MoneyGrubbingLawyer 07.14.09 at 4:09 pm

@Preet- Glad to hear I’m not the only one who had phantom buzzing. You make a good point about turning off notifications- I’ve done the same thing on my desktop PC- no instant alerts, and I check my messages on a regular schedule instead of being tempted to read each on as it comes in.

But I must ask- how on earth did your BB survive 7 weeks in a snowbank?!?

Adam 07.15.09 at 2:00 pm

I had Blackberry back when they still had monochromatic screens and it actually had some sort of prestige to it. Now they give them away to children in boxes of Sugar Crisp.

Funny that I moved away from it and returned to a phone that I could easily conceal and fit in my pocket. I’ve never been happier and I still snicker at the thought of people carrying these gigantic Commodore 64 sized devices on their belts. I check the internet when I am at work, or get home. Otherwise, I quite enjoy my time with nothing but voice\text contact.

I seem to also have a thing for dropping those things in toilets. I undo my belt and the Blackberry rides it like a monorail right into the drink. I will save my extraction methods for another time…

;)

Preet 07.15.09 at 6:59 pm

I think it was because the temperatures were cold enough that not much water got into the unit, it just sat in a cocoon of ice, effectively. I *think* snow banks melt top-down so it’s almost like sublimation, or close enough that not much water got into the unit even as the snow banks receeded… ?

In any case, there is a tab under the back cover that is white that turns red if the unit had “irreparable water damage”. Well, the tab was RED - so even by its own admission, it should not have worked. Therefore I must have some sort of undead blackberry.

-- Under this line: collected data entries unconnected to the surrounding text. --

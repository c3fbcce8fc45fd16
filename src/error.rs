use thiserror::Error;

/// Errors raised while reading from the compute unit
#[derive(Debug, Error)]
pub enum ApiError {
    #[error("Request failed: {0}")]
    Http(#[from] reqwest::Error),

    #[error("Unexpected status {status} from {process}")]
    Status {
        process: String,
        status: reqwest::StatusCode,
    },

    #[error("Failed to decode {action} response: {source}")]
    Decode {
        action: String,
        #[source]
        source: serde_json::Error,
    },

    #[error("Process {process} returned an error: {message}")]
    Process { process: String, message: String },

    #[error("Process {process} returned no messages for {action}")]
    EmptyResponse { process: String, action: String },
}
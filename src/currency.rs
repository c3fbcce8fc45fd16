//! Currency registry and denominated amount display

use crate::theme;
use crate::utils::format_scaled;
use eframe::egui;
use serde::{Deserialize, Serialize};
use std::collections::HashMap;

/// Registry entry for a token
#[derive(Debug, Clone, Default, PartialEq, Serialize, Deserialize)]
pub struct CurrencyEntry {
    #[serde(default)]
    pub ticker: Option<String>,
    #[serde(default)]
    pub denomination: Option<u32>,
}

/// Read-only token metadata keyed by token id
#[derive(Debug, Clone, Default)]
pub struct CurrencyRegistry {
    entries: HashMap<String, CurrencyEntry>,
}

impl CurrencyRegistry {
    pub fn new(entries: HashMap<String, CurrencyEntry>) -> Self {
        Self { entries }
    }

    pub fn get(&self, id: &str) -> Option<&CurrencyEntry> {
        self.entries.get(id)
    }

    pub fn len(&self) -> usize {
        self.entries.len()
    }
}

/// Decimal places an amount is shifted by: the denomination when it is above 1
fn scale_places(denomination: Option<u32>) -> u32 {
    match denomination {
        Some(d) if d > 1 => d,
        _ => 0,
    }
}

/// Scale and format an amount string; unparseable input shows as `0`.
pub fn format_denominated(amount: &str, denomination: Option<u32>) -> String {
    format_scaled(amount, scale_places(denomination)).unwrap_or_else(|| "0".to_string())
}

/// A denominated amount with an optional ticker link to the asset page
#[derive(Debug, Clone, PartialEq)]
pub struct CurrencyLine {
    pub amount: String,
    pub currency_id: String,
    pub ticker: Option<String>,
    /// Present when the currency is known to the registry
    pub link: Option<String>,
}

impl CurrencyLine {
    /// Returns `None` when either the amount or the currency is missing.
    pub fn new(
        amount: Option<&str>,
        currency: Option<&str>,
        registry: &CurrencyRegistry,
        asset_base_url: &str,
    ) -> Option<Self> {
        let amount = amount.filter(|a| !a.is_empty())?;
        let currency = currency.filter(|c| !c.is_empty())?;
        let entry = registry.get(currency);

        Some(Self {
            amount: format_denominated(amount, entry.and_then(|e| e.denomination)),
            currency_id: currency.to_string(),
            ticker: entry.and_then(|e| e.ticker.clone()),
            link: entry.map(|_| format!("{}{}", asset_base_url, currency)),
        })
    }

    /// Render the line. Returns the currency id when the ticker link is clicked.
    pub fn show(&self, ui: &mut egui::Ui, callback: Option<&mut dyn FnMut()>) -> Option<String> {
        let mut clicked = None;
        ui.horizontal(|ui| {
            ui.spacing_mut().item_spacing.x = theme::SPACING_SM;
            ui.label(egui::RichText::new(&self.amount).color(theme::TEXT_PRIMARY));
            if let Some(link) = &self.link {
                let text = self.ticker.clone().unwrap_or_default();
                let resp = ui
                    .add(egui::Link::new(
                        egui::RichText::new(text).size(theme::FONT_LABEL).color(theme::ACCENT),
                    ))
                    .on_hover_text(link.as_str());
                if resp.clicked() {
                    if let Some(cb) = callback {
                        cb();
                    }
                    clicked = Some(self.currency_id.clone());
                }
            }
        });
        clicked
    }
}

#[cfg(test)]
mod tests {
    use super::*;

    fn registry() -> CurrencyRegistry {
        let mut entries = HashMap::new();
        entries.insert(
            "war".to_string(),
            CurrencyEntry {
                ticker: Some("wAR".into()),
                denomination: Some(3),
            },
        );
        entries.insert(
            "raw".to_string(),
            CurrencyEntry {
                ticker: None,
                denomination: Some(1),
            },
        );
        CurrencyRegistry::new(entries)
    }

    #[test]
    fn scales_when_denomination_above_one() {
        assert_eq!(format_denominated("150000", Some(3)), "150");
        assert_eq!(format_denominated("1234567", Some(3)), "1,234.567");
        assert_eq!(format_denominated("1", Some(12)), "0.000000000001");
    }

    #[test]
    fn leaves_amount_unscaled_at_or_below_one() {
        assert_eq!(format_denominated("150000", Some(1)), "150,000");
        assert_eq!(format_denominated("150000", Some(0)), "150,000");
        assert_eq!(format_denominated("150000", None), "150,000");
    }

    #[test]
    fn scaling_matches_division() {
        use rust_decimal::Decimal;
        use std::str::FromStr;
        for d in 2..=12u32 {
            let amount = Decimal::from(987_654_321_u64);
            let expected = (amount / Decimal::from(10_u64.pow(d))).normalize();
            let shown = format_denominated("987654321", Some(d)).replace(',', "");
            assert_eq!(Decimal::from_str(&shown).unwrap(), expected, "denomination {}", d);
        }
    }

    #[test]
    fn scales_eighteen_decimal_token_amounts() {
        assert_eq!(
            format_denominated("1000000000000000000000000000000", Some(18)),
            "1,000,000,000,000"
        );
        assert_eq!(
            format_denominated("1", Some(30)),
            format!("0.{}1", "0".repeat(29))
        );
    }

    #[test]
    fn malformed_amount_shows_zero() {
        assert_eq!(format_denominated("abc", Some(3)), "0");
    }

    #[test]
    fn line_uses_registry_denomination_and_ticker() {
        let line = CurrencyLine::new(Some("150000"), Some("war"), &registry(), "#/asset/").unwrap();
        assert_eq!(line.amount, "150");
        assert_eq!(line.ticker.as_deref(), Some("wAR"));
        assert_eq!(line.link.as_deref(), Some("#/asset/war"));
    }

    #[test]
    fn unknown_currency_falls_back_to_unscaled() {
        let line = CurrencyLine::new(Some("150000"), Some("other"), &registry(), "#/asset/").unwrap();
        assert_eq!(line.amount, "150,000");
        assert!(line.ticker.is_none());
        assert!(line.link.is_none());
    }

    #[test]
    fn known_currency_without_ticker_still_links() {
        let line = CurrencyLine::new(Some("10"), Some("raw"), &registry(), "#/asset/").unwrap();
        assert_eq!(line.amount, "10");
        assert!(line.ticker.is_none());
        assert_eq!(line.link.as_deref(), Some("#/asset/raw"));
    }

    #[test]
    fn absent_amount_or_currency_renders_nothing() {
        assert!(CurrencyLine::new(None, Some("war"), &registry(), "").is_none());
        assert!(CurrencyLine::new(Some("1"), None, &registry(), "").is_none());
        assert!(CurrencyLine::new(Some(""), Some("war"), &registry(), "").is_none());
    }
}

Thicken My Wallet 07.17.09 at 4:56 pm

Have you noticed you write in complete sentences, actually interact with people and become a normal human being?

My favorite smartphone story is walking into a bar that is known for being a pick up joint in downtown Toronto and watching everyone around me texting and no one actually talking to one another. And we call this progress!

Mrs Embers 08.24.09 at 8:27 pm

We haven’t had cell phones for 9 months (thanks to our old provider having NO coverage where we now live and us not having the money for a security deposit with Bell or Telus). We never had Blackberries (Blackberrys?), but we were used to sending text messages about picking up milk on the way home. I miss the convenience of that, but otherwise, we do just fine without them.

I think if I ever had 24/7 internet access I’d turn into a zombie. I’d have to get an undead Blackberry like Preet’s.